Several Nordic countries suspended use of the AstraZeneca shot on Thursday following reports of the formation of blood clots in some people who had been vaccinated.
“This batch was already supplied and distributed,” Darias said on Spanish RNE radio station on Friday.
She said the country’s monitoring system to follow up on people after vaccination had only detected light side effects such as headaches, dizziness and intestinal troubles.
A police labour union said on Friday the batch in question was mainly used to inoculate police officers, and it asked the Health Ministry to closely follow the health of the officers who got the jab.
Austria earlier stopped using a batch of AstraZeneca shots while it investigated a death from a clotting disorder and a case of pulmonary embolism.
Europe’s EMA medicines regulator has backed the drug and said the benefits outweigh the risks.

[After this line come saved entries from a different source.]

//! Teardown paths of the connection.

use tokio::io::{AsyncRead, AsyncWrite, AsyncWriteExt};
use tracing::{debug, info, warn};

use super::{Connection, ConnectionState};
use crate::{
    codec::Frame,
    error::EngineError,
    performative::{Close, ErrorCondition, condition},
};

impl<S> Connection<S>
where
    S: AsyncRead + AsyncWrite + Unpin + Send,
{
    /// Release everything the connection holds.
    ///
    /// Links are detached from the broker, the transport is shut down and
    /// the connection stops counting as active. Safe to call more than once.
    pub async fn on_connection_close(&mut self) {
        if let Some(mut session) = self.session.take() {
            debug!(connection_id = %self.id, channel = session.channel(), "tearing down session");
            session.end();
        }
        self.state = ConnectionState::Closed;
        self.events_rx.close();
        if let Err(error) = self.framed.get_mut().shutdown().await {
            debug!(connection_id = %self.id, %error, "transport shutdown failed");
        }
        if self.counter.take().is_some() {
            info!(connection_id = %self.id, "connection closed");
        }
    }

    /// Close an open connection because the server is stopping.
    pub(super) fn on_shutdown(&mut self) {
        info!(connection_id = %self.id, "closing connection for server shutdown");
        self.send(Frame::amqp(0, Close {
            error: Some(ErrorCondition::new(
                condition::CONNECTION_FORCED,
                "the server is shutting down",
            )),
        }));
        self.state = ConnectionState::Closed;
    }

    /// Tell the peer why the connection is failing.
    ///
    /// Before `Open` the transport is simply closed, after flushing anything
    /// already queued such as a SASL outcome. Once open, a `Close` carrying
    /// the error condition is sent first.
    pub(super) async fn report(&mut self, error: &EngineError) {
        crate::metrics::inc_errors();
        warn!(connection_id = %self.id, state = %self.state, %error, "connection failed");
        if error.is_reportable() {
            if self.state == ConnectionState::Open {
                self.send(Frame::amqp(0, Close {
                    error: Some(error.condition()),
                }));
            }
            if let Err(flush_error) = self.flush().await {
                debug!(connection_id = %self.id, error = %flush_error, "could not report failure");
            }
        }
        self.state = ConnectionState::Closed;
    }
}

A World Health Organization spokeswoman said that a WHO expert advisory committee was looking at AstraZeneca’s vaccine after some countries paused distribution of it, but that there was no reason not to use it.
Darias said Spain would wait for further guidance from EMA before taking any step against using the vaccine and insisted the number of blood clot cases among vaccinated people was not higher than in the general population.
An Andalusian regional health official said on Thursday he had held back on using about 1,200 vaccines from the batch until he had further information, local newspaper Diario de Cordoba reported.